* _DATA UNDER STUDY_
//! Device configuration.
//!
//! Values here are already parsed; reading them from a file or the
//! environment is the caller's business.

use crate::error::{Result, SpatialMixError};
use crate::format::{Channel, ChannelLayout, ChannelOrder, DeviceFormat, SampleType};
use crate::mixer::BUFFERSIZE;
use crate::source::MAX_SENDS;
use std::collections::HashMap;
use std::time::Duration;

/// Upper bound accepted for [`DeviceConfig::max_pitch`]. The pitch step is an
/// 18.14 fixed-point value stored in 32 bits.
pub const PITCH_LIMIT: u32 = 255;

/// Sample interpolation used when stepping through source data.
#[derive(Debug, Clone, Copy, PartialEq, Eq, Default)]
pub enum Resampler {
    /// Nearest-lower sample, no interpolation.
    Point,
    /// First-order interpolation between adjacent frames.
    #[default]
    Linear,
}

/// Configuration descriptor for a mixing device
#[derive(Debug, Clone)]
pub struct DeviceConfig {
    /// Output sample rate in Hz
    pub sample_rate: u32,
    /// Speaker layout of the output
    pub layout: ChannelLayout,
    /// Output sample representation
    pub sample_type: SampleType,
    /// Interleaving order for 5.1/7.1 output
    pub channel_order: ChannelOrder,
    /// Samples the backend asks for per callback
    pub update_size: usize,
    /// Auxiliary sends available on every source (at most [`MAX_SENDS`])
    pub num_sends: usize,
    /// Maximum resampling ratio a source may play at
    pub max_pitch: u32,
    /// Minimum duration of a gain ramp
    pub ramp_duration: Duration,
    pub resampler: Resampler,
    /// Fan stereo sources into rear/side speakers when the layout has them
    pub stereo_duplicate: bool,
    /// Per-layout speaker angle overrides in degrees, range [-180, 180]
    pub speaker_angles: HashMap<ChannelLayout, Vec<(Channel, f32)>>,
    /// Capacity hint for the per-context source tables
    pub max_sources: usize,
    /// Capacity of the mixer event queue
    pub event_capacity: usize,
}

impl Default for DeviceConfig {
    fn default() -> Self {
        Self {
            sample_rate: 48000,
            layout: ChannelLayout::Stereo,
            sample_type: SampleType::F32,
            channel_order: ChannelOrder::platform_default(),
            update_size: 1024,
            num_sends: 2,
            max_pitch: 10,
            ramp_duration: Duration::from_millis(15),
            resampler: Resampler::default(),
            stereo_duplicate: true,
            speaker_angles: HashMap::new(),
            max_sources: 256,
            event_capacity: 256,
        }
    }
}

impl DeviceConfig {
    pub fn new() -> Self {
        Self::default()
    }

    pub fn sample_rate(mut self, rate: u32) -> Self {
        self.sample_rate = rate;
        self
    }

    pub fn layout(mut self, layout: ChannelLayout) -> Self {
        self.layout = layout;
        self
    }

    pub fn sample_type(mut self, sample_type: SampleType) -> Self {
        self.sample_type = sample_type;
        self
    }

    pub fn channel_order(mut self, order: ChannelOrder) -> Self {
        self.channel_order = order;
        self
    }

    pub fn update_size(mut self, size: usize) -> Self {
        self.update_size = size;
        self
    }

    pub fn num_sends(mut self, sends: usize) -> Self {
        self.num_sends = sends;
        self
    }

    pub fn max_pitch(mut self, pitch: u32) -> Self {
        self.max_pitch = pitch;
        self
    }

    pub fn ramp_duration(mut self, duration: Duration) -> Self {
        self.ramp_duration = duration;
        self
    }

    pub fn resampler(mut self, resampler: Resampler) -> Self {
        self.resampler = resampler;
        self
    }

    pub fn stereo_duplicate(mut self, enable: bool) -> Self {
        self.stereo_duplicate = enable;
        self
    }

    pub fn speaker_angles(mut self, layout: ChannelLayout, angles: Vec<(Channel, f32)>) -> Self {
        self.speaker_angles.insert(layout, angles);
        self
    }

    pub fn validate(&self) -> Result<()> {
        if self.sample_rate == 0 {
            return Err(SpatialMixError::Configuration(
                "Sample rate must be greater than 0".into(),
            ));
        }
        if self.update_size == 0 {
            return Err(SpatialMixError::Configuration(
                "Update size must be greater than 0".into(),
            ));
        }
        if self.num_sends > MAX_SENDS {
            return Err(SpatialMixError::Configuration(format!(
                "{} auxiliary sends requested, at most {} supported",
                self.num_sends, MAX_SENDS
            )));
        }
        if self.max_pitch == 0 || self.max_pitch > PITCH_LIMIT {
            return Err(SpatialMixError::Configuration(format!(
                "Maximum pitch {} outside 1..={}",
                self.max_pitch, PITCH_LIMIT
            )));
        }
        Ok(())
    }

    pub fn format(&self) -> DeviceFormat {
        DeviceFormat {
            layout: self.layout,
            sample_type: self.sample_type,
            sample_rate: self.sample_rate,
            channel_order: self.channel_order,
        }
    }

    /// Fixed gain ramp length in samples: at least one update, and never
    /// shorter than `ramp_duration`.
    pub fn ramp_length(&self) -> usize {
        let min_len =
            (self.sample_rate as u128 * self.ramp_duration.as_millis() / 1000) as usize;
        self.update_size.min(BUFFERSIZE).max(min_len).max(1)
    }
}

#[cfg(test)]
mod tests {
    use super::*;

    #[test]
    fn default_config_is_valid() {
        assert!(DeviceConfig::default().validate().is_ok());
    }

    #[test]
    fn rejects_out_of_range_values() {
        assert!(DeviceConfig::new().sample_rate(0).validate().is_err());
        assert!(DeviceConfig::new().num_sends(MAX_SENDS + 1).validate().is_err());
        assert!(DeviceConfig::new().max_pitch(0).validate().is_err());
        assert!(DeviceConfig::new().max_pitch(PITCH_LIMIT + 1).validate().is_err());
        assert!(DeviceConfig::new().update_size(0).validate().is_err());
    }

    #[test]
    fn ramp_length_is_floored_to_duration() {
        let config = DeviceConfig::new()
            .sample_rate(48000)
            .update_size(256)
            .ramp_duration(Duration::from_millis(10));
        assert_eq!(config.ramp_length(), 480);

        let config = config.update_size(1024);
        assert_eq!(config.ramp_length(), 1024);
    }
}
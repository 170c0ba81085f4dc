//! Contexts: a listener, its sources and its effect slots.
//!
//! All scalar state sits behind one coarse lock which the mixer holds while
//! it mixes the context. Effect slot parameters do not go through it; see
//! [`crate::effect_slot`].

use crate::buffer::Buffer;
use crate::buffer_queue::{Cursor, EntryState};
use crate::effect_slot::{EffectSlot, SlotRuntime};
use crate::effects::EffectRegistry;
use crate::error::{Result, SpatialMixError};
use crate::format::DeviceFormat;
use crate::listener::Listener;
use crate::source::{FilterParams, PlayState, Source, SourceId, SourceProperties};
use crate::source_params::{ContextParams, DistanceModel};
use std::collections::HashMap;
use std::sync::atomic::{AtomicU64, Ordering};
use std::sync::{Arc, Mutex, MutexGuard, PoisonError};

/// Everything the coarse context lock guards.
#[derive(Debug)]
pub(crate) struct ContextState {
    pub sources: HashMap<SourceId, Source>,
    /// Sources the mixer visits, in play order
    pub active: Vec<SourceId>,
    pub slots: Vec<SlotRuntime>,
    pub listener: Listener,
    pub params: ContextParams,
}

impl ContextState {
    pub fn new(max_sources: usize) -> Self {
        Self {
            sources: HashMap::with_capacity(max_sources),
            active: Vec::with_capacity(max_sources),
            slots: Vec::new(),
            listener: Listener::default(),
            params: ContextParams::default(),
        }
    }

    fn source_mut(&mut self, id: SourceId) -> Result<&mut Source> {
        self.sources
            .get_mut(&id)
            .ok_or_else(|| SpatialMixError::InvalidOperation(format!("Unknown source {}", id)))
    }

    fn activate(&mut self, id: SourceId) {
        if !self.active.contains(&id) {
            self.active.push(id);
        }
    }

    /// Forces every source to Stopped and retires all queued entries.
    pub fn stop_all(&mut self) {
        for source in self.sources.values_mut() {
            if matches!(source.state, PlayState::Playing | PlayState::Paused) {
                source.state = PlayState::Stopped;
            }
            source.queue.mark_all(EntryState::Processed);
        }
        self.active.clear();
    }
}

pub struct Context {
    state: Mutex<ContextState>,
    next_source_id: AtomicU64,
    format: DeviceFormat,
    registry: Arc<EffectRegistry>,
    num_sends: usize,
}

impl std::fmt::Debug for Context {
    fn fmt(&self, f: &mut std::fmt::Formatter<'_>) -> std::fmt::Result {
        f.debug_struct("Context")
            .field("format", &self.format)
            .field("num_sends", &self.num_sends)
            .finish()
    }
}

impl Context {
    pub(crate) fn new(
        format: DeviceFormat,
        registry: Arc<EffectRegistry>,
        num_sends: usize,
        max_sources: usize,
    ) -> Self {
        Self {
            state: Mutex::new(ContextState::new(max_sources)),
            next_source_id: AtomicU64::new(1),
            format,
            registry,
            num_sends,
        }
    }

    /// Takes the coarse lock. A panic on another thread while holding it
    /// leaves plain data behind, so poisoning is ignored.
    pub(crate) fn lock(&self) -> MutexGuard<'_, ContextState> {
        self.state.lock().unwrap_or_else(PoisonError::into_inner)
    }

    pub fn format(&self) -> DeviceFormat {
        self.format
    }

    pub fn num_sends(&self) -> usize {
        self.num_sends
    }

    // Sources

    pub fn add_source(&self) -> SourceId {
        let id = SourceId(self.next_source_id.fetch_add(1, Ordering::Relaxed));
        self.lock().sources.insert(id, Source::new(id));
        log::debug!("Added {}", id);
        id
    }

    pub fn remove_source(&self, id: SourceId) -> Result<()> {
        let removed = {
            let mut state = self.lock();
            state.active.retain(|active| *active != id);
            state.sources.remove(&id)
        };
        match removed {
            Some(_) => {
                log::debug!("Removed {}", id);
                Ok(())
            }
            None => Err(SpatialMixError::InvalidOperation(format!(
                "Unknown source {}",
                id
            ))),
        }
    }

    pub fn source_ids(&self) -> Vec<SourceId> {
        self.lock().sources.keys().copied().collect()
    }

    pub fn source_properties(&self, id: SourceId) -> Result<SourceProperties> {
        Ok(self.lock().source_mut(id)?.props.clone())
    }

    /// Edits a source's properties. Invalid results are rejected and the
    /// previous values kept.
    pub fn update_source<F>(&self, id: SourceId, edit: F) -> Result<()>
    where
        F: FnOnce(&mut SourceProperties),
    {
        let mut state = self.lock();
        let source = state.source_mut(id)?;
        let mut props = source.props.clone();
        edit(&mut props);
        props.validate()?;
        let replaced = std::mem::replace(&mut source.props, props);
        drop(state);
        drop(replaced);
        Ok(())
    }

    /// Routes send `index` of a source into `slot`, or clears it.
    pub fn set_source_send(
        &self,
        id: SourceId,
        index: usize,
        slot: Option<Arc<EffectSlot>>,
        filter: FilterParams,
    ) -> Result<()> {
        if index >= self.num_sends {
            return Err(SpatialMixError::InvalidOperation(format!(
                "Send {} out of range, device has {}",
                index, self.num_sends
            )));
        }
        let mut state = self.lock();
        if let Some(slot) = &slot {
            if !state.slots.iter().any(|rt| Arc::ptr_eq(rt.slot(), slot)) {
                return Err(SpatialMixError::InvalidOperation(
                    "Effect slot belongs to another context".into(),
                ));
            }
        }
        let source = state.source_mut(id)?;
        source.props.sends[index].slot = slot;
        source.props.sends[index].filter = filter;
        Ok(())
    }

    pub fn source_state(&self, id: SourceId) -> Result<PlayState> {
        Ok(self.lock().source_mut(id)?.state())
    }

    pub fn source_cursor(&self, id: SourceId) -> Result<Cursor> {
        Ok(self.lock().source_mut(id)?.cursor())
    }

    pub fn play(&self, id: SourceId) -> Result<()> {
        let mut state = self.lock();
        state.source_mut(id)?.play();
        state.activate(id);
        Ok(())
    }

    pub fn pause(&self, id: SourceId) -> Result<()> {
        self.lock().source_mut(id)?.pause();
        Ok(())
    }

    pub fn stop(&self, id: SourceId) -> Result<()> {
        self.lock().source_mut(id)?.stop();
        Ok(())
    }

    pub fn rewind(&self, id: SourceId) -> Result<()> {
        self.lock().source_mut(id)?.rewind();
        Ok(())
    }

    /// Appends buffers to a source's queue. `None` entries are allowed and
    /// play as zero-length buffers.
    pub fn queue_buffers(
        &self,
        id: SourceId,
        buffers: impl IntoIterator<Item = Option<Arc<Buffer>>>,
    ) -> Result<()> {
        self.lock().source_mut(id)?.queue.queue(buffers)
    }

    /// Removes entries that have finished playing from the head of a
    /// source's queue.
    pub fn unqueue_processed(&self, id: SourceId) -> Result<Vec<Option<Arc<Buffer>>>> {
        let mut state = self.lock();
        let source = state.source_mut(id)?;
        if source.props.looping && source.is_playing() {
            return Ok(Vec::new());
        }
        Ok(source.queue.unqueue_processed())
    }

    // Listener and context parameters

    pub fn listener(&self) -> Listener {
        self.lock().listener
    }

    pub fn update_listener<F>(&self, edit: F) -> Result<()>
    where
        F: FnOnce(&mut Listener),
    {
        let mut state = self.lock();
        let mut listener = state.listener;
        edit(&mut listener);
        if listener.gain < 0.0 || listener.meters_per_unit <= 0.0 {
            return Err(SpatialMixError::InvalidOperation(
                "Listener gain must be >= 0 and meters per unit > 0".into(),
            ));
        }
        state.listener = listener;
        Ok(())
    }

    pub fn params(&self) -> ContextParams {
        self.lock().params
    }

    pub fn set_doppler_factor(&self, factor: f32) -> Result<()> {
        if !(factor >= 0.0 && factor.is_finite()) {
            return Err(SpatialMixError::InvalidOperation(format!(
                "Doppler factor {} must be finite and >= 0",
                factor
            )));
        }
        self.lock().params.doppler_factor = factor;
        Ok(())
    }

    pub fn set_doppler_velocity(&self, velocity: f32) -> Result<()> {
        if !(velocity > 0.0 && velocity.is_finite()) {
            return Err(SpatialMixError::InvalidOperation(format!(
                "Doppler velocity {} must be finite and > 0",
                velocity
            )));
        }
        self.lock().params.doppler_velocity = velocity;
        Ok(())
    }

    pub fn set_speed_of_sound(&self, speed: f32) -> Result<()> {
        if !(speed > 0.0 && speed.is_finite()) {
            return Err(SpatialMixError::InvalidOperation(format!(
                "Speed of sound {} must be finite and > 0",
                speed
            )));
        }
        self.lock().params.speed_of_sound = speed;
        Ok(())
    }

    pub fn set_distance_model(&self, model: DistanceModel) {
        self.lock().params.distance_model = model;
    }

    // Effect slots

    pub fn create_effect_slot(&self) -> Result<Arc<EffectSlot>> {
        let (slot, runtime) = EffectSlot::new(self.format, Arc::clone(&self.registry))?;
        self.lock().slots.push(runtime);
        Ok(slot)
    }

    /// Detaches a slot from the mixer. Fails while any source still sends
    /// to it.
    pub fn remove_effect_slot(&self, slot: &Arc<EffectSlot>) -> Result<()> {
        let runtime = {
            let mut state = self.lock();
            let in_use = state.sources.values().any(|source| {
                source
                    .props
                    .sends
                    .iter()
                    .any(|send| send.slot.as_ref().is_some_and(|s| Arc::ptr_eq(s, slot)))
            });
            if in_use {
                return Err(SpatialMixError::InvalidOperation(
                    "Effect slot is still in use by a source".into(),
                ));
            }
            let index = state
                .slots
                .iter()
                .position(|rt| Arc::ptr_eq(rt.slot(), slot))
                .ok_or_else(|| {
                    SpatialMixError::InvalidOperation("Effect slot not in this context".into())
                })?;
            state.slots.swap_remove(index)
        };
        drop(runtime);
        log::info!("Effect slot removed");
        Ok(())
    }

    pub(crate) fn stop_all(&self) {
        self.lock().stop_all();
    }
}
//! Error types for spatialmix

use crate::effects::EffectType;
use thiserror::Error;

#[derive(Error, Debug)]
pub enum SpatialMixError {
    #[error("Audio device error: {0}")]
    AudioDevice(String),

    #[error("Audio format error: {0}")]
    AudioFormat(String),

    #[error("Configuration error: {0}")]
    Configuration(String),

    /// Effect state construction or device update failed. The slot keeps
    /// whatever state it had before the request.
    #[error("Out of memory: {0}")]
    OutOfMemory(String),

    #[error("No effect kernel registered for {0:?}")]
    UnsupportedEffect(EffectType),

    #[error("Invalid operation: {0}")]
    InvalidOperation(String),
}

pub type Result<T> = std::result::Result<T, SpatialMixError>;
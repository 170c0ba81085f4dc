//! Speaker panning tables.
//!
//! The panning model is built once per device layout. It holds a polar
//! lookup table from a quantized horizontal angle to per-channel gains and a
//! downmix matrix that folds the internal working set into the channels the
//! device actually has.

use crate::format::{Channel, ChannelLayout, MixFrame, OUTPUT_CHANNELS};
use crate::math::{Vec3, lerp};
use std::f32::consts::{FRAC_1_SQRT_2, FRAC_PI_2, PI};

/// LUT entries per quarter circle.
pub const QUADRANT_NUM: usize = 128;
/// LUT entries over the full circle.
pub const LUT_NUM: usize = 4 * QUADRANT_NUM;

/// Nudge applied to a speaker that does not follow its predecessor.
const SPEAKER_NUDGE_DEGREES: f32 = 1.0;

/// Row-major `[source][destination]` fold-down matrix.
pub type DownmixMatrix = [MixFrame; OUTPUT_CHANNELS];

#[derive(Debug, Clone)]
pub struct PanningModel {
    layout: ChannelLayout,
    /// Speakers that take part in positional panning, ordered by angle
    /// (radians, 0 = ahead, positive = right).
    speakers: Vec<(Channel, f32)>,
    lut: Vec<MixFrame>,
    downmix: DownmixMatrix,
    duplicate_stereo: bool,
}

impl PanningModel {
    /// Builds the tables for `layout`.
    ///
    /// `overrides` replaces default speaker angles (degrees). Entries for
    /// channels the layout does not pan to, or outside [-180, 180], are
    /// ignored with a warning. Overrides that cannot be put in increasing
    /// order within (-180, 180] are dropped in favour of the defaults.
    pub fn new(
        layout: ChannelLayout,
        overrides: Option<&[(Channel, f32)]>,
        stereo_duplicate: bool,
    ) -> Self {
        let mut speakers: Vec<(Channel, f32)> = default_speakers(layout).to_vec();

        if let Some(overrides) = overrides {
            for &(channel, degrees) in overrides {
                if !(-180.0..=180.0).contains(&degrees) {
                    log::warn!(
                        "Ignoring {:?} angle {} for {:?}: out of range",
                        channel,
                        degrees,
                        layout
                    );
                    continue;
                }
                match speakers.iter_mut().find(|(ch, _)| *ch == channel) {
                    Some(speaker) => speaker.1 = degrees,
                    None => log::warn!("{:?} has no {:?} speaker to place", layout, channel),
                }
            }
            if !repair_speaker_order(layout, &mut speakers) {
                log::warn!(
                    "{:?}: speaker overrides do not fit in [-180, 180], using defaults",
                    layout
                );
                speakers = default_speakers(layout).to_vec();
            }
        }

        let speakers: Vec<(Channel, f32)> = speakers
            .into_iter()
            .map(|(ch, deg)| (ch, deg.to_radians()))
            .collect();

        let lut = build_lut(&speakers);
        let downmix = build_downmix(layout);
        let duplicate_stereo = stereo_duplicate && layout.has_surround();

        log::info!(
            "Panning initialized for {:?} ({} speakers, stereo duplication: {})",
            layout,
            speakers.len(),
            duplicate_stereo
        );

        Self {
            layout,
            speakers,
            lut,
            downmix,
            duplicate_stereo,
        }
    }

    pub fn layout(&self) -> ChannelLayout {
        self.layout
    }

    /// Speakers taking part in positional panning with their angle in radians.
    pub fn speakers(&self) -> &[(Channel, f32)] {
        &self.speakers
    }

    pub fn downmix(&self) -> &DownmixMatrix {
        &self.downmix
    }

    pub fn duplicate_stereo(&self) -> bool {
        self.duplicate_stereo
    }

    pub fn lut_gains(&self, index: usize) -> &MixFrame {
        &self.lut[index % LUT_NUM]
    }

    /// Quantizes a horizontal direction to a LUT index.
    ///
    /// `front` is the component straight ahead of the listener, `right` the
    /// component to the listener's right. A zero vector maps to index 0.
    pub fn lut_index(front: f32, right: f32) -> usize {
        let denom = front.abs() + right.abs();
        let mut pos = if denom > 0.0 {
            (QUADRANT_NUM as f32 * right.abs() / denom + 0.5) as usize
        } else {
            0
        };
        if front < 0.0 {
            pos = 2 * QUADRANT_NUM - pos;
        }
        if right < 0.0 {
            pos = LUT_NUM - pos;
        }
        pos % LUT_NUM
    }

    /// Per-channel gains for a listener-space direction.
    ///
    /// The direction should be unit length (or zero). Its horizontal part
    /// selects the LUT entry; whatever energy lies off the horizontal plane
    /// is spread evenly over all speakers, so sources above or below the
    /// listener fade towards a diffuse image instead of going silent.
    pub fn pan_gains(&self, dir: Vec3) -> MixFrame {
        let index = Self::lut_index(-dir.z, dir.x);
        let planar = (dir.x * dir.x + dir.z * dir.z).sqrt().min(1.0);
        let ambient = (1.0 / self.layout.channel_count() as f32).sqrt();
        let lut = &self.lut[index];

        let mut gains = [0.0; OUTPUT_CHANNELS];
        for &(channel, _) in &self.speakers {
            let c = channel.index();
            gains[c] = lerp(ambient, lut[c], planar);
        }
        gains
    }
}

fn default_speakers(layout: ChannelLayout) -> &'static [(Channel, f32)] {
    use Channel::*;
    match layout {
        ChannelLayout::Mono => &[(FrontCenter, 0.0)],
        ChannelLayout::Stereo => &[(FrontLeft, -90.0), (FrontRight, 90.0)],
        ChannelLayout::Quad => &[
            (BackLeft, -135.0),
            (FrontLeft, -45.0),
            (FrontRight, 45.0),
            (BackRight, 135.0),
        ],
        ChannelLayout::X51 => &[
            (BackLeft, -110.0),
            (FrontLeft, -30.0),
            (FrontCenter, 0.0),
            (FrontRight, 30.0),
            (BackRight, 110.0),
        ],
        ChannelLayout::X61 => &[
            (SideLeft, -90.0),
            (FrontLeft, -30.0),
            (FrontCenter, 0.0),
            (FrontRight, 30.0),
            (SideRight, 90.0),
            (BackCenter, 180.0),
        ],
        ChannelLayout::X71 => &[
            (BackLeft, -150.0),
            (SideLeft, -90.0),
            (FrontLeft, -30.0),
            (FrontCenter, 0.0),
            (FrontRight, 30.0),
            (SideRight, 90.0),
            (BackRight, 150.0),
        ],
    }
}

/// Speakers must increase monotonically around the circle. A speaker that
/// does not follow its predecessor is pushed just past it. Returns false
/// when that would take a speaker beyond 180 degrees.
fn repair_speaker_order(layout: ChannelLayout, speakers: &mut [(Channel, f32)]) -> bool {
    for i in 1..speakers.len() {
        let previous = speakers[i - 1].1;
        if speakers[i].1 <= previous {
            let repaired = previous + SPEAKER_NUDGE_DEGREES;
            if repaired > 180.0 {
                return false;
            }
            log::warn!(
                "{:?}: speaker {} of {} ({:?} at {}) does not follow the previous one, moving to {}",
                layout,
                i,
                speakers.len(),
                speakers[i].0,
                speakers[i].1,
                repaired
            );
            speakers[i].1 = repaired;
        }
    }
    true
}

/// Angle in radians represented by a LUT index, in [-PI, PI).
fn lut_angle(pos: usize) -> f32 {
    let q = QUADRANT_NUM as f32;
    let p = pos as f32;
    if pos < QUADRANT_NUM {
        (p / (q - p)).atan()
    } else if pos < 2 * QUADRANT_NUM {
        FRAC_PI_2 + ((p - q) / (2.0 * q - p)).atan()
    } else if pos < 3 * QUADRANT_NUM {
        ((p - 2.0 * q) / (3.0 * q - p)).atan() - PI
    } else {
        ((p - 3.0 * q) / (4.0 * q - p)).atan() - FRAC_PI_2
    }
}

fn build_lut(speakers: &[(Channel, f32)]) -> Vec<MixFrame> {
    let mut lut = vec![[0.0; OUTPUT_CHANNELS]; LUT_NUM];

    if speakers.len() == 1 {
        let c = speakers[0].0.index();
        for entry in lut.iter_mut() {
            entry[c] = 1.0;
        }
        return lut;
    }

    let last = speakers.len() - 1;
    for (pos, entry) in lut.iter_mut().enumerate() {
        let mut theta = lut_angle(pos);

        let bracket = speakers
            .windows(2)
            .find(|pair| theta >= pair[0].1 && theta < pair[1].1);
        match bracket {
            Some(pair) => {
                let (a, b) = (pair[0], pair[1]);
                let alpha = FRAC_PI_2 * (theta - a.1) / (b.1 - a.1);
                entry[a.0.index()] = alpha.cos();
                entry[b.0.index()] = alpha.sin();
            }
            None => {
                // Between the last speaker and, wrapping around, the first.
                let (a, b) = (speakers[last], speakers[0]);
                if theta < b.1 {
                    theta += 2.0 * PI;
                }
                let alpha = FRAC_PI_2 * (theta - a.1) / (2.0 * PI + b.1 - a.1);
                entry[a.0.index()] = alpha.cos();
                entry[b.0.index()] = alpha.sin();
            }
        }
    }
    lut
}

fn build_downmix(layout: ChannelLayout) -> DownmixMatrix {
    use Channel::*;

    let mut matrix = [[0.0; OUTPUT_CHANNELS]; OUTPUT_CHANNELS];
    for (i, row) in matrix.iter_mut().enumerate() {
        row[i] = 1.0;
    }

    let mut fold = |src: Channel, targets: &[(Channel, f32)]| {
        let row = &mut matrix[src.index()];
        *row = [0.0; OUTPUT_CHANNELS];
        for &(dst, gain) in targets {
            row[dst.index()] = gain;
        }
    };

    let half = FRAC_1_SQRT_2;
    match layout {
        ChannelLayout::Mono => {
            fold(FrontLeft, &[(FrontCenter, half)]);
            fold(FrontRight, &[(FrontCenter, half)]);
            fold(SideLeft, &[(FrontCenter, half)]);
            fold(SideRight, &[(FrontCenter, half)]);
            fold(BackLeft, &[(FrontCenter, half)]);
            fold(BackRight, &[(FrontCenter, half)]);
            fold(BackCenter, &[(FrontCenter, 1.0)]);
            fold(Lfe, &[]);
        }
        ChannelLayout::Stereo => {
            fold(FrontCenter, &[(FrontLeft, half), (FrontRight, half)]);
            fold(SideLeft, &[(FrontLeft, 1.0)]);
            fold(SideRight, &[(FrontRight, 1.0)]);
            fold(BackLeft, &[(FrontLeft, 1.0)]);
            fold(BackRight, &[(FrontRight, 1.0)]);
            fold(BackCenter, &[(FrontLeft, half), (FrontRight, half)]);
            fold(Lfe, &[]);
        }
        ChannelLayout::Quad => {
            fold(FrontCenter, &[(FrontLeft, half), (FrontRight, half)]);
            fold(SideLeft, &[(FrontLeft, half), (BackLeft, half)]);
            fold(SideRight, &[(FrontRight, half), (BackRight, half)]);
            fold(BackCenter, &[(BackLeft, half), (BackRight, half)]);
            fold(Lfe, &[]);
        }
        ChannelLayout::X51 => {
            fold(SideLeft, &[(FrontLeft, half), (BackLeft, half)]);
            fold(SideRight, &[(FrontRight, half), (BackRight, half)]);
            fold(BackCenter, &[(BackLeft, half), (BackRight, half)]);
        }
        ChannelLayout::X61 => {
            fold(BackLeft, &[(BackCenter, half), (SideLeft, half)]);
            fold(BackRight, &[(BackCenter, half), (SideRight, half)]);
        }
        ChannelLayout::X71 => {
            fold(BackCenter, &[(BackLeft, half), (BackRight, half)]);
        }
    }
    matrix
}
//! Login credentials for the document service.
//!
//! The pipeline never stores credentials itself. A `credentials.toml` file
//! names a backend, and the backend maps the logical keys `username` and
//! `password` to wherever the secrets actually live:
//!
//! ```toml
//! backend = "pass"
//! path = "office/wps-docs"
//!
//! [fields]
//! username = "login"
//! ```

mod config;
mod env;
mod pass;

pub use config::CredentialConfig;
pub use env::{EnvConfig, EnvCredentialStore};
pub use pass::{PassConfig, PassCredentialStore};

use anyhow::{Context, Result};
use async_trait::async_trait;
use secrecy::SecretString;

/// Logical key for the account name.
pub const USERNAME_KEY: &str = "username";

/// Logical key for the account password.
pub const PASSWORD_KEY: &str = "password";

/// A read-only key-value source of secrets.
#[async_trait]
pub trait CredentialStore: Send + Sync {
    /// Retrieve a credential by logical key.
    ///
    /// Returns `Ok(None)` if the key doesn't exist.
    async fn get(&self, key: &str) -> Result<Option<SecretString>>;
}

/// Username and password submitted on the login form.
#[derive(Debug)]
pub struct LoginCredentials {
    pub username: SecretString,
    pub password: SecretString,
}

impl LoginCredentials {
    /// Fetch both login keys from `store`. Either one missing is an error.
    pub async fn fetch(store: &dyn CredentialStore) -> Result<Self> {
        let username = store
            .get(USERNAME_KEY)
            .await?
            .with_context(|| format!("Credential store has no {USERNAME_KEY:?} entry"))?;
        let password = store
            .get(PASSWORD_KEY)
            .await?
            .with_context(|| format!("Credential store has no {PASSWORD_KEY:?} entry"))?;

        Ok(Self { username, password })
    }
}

* _PROBLEM STATEMENT_
Scan the data above for the word "insert" and report every line where it is found.

* _FINISHED TASK_
        self.speaker_angles.insert(layout, angles);
        self.lock().sources.insert(id, Source::new(id));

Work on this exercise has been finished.